Two weeks later, in mid-December 2018, Mr. Trump and Mr. Erdogan spoke by phone. The president began by assuring Mr. Erdogan that the government and Halkbank were close to a resolution, and Mr. Erdogan expressed his appreciation, according to Mr. Bolton.
In Turkey around this time, Mr. Erdogan told reporters that Mr. Trump, in an earlier conversation about Halkbank, had assured him that Mr. Trump “would instruct the relevant ministers immediately” to take care of the matter.
Mr. Bolton said in the interview that his concern, as he listened to these conversations, was that Turkey and Halkbank now “had a direct channel in the Oval Office — they weren’t going to negotiate in good faith” with the prosecutors. “Why should they?”

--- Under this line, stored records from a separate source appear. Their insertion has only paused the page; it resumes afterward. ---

use super::{
    Combine, WheelElements, check_common, check_core_gap, dense_symmetry, extruded_struts,
    strut_faces,
};
use crate::errors::WheelError;
use crate::float_types::{Real, TAU};
use crate::polar;
use crate::resolution::Resolution;
use crate::spline::ControlPointSpline;
use crate::voxels::{Lattice, Voxels};
use crate::wheel::WheelLayer;
use crate::wheel::space::WheelSpace;

/// Curved spokes from the inner to the outer radius, each sweeping across two cells.
#[derive(Debug, Clone)]
pub struct SpiralStruts {
    layer: WheelLayer,
    symmetry: u32,
    wall_thickness: Real,
    /// Spoke centred on `phi = 0` in the plane `z = 0`.
    template: ControlPointSpline,
}

impl SpiralStruts {
    /// The symmetry is raised to [`dense_symmetry`] when the layer is thin.
    pub fn new(layer: WheelLayer, symmetry: u32, wall_thickness: Real) -> Result<Self, WheelError> {
        check_common(symmetry, wall_thickness)?;
        let symmetry = dense_symmetry(&layer, symmetry);
        check_core_gap(symmetry, layer.inner_radius(), wall_thickness)?;
        let inner = layer.inner_radius();
        let d_r = layer.range();
        let half = TAU / symmetry as Real;
        let control = vec![
            polar::cyl_point(inner, -half, 0.0),
            polar::cyl_point(inner + 0.3 * d_r, -half, 0.0),
            polar::cyl_point(inner + 0.4 * d_r, 0.0, 0.0),
            polar::cyl_point(inner + 0.7 * d_r, half, 0.0),
            polar::cyl_point(inner + d_r, half, 0.0),
        ];
        Ok(Self {
            layer,
            symmetry,
            wall_thickness,
            template: ControlPointSpline::with_degree(control, 3)?,
        })
    }

    fn spoke(&self, phi: Real, z: Real, samples: usize) -> Vec<nalgebra::Point3<Real>> {
        self.template
            .points(samples)
            .iter()
            .map(|p| polar::rotate_z(p, phi) + nalgebra::Vector3::z() * z)
            .collect()
    }
}

impl WheelElements for SpiralStruts {
    fn layer(&self) -> &WheelLayer {
        &self.layer
    }

    fn symmetry(&self) -> u32 {
        self.symmetry
    }

    fn combine(&self) -> Combine {
        Combine::Additive
    }

    fn copy(&self, index: u32, space: &WheelSpace, res: &Resolution) -> Voxels {
        let phi = polar::copy_angle(index, self.symmetry);
        let mut lattice = Lattice::new();
        for z in strut_faces(space.params().width, self.wall_thickness) {
            let spoke = self.spoke(phi, z, res.spline_samples);
            lattice.add_polyline(&spoke, 0.5 * self.wall_thickness);
        }
        extruded_struts(&lattice, space, self.wall_thickness, res)
    }
}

Mr. Trump asked Mr. Bolton to speak with Mr. Whitaker, the acting attorney general at the time, about the case — a move Mr. Bolton said he did not make, although he added that he did not know if someone else from the White House did.

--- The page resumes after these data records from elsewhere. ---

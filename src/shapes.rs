//! Swept parametric primitives.
//!
//! Each primitive maps a parameter box `(u, v, w) ∈ [0, 1]³` onto space:
//! `u` runs along its length, `v` across its radial extent and `w` once around.
//! [`Primitive::voxelize`] pushes every sample through a [`CoordinateTransform`]
//! before the cells are filled, which is how undistorted shapes end up deformed.

use crate::float_types::{Real, TAU};
use crate::frames::Frames;
use crate::polar;
use crate::resolution::Resolution;
use crate::traits::CoordinateTransform;
use crate::voxels::{SampleGrid, Voxels};
use nalgebra::Point3;

pub trait Primitive {
    fn point(&self, u: Real, v: Real, w: Real) -> Point3<Real>;

    /// Sample counts along `(u, v, w)`.
    fn steps(&self, res: &Resolution) -> [usize; 3] {
        [res.length_steps, res.radial_steps, res.polar_steps]
    }

    fn voxelize<T: CoordinateTransform + ?Sized>(&self, transform: &T, res: &Resolution) -> Voxels
    where
        Self: Sized,
    {
        let grid = SampleGrid::sample(self.steps(res), |u, v, w| {
            transform.transform(self.point(u, v, w))
        });
        Voxels::from_grid(&grid, res.voxel_size)
    }
}

/// Hollow cylinder around the Z axis from `z = 0` to `z = length`.
#[derive(Debug, Clone, Copy, PartialEq)]
pub struct Pipe {
    pub inner_radius: Real,
    pub outer_radius: Real,
    pub length: Real,
}

impl Pipe {
    pub fn new(inner_radius: Real, outer_radius: Real, length: Real) -> Self {
        Self {
            inner_radius,
            outer_radius,
            length,
        }
    }

    /// Full cylinder.
    pub fn solid(radius: Real, length: Real) -> Self {
        Self::new(0.0, radius, length)
    }
}

impl Primitive for Pipe {
    fn point(&self, u: Real, v: Real, w: Real) -> Point3<Real> {
        let r = self.inner_radius + v * (self.outer_radius - self.inner_radius);
        polar::cyl_point(r, TAU * w, u * self.length)
    }
}

/// Pipe whose outer radius is a function of `(phi, length_ratio)`.
pub struct ModulatedPipe<F>
where
    F: Fn(Real, Real) -> Real,
{
    pub inner_radius: Real,
    pub outer_radius: F,
    pub length: Real,
}

impl<F> ModulatedPipe<F>
where
    F: Fn(Real, Real) -> Real,
{
    pub fn new(inner_radius: Real, outer_radius: F, length: Real) -> Self {
        Self {
            inner_radius,
            outer_radius,
            length,
        }
    }
}

impl<F> Primitive for ModulatedPipe<F>
where
    F: Fn(Real, Real) -> Real,
{
    fn point(&self, u: Real, v: Real, w: Real) -> Point3<Real> {
        let phi = TAU * w;
        let outer = (self.outer_radius)(phi, u);
        let r = self.inner_radius + v * (outer - self.inner_radius);
        polar::cyl_point(r, phi, u * self.length)
    }
}

/// Band of material around a spine in the XZ half plane (`x ≥ 0`), revolved
/// once around the Z axis. The band reaches `inward` towards the axis and
/// `outward` away from it, measured along the spine's outward normal.
pub struct Revolve<'a> {
    pub spine: &'a Frames,
    pub inward: Real,
    pub outward: Real,
}

impl<'a> Revolve<'a> {
    pub fn new(spine: &'a Frames, inward: Real, outward: Real) -> Self {
        Self {
            spine,
            inward,
            outward,
        }
    }
}

impl Primitive for Revolve<'_> {
    fn point(&self, u: Real, v: Real, w: Real) -> Point3<Real> {
        let frame = self.spine.frame_at(u);
        let offset = -self.inward + v * (self.inward + self.outward);
        let p = frame.position + frame.outward_normal() * offset;
        polar::rotate_z(&p, TAU * w)
    }
}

On Dec. 14, the day of the telephone call between Mr. Erdogan and Mr. Trump, the Justice Department notified the Southern District that Mr. Mnuchin, Secretary of State Mike Pompeo and the attorney general’s office would become more involved in the Halkbank case, one Justice Department official said.

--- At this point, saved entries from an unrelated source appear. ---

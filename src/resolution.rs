//! Sampling density shared by every generator of a build.

use crate::float_types::Real;
use serde::{Deserialize, Serialize};

/// How finely primitives are sampled and voxelized.
///
/// The step counts describe how many cells a swept primitive is split into along its
/// length, radial and polar directions before every sample is pushed through the
/// coordinate mapper.
#[derive(Debug, Clone, Copy, PartialEq, Serialize, Deserialize)]
#[serde(default)]
pub struct Resolution {
    /// Edge length of one voxel in mm.
    pub voxel_size: Real,
    pub length_steps: usize,
    pub radial_steps: usize,
    pub polar_steps: usize,
    /// Number of points a smooth spline is evaluated at.
    pub spline_samples: usize,
}

impl Default for Resolution {
    fn default() -> Self {
        Self {
            voxel_size: 0.5,
            length_steps: 100,
            radial_steps: 100,
            polar_steps: 100,
            spline_samples: 500,
        }
    }
}

impl Resolution {
    /// Coarse setting for quick previews and tests.
    pub fn preview() -> Self {
        Self {
            voxel_size: 2.0,
            length_steps: 24,
            radial_steps: 6,
            polar_steps: 48,
            spline_samples: 60,
        }
    }

    /// Same step counts with a different voxel size.
    pub fn with_voxel_size(self, voxel_size: Real) -> Self {
        Self { voxel_size, ..self }
    }
}

#[cfg(test)]
mod tests {
    use super::*;

    #[test]
    fn missing_fields_fall_back_to_defaults() {
        let res: Resolution = toml::from_str("voxel_size = 1.5").unwrap();
        assert_eq!(res.voxel_size, 1.5);
        assert_eq!(res.length_steps, Resolution::default().length_steps);
        assert_eq!(res.spline_samples, 500);
    }

    #[test]
    fn preview_is_coarser() {
        let fine = Resolution::default();
        let coarse = Resolution::preview();
        assert!(coarse.voxel_size > fine.voxel_size);
        assert!(coarse.polar_steps < fine.polar_steps);
    }
}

The prosecutors in Manhattan had just drafted a memo for Mr. Whitaker and Rod J. Rosenstein, the deputy attorney general, detailing why the Justice Department should give them the authority to file criminal charges against the bank, two lawyers said.
Mr. Rosenstein was convinced that the evidence was compelling, perhaps even more so than in other sanctions-evasion cases in which the United States had charged banks, lawyers familiar with the investigation said. The memo from the prosecutors also noted that the actions Halkbank was accused of taking were helping to support Iran’s economy, which was antithetical to Mr. Trump’s foreign policy goal of tightening economic pressure on the country.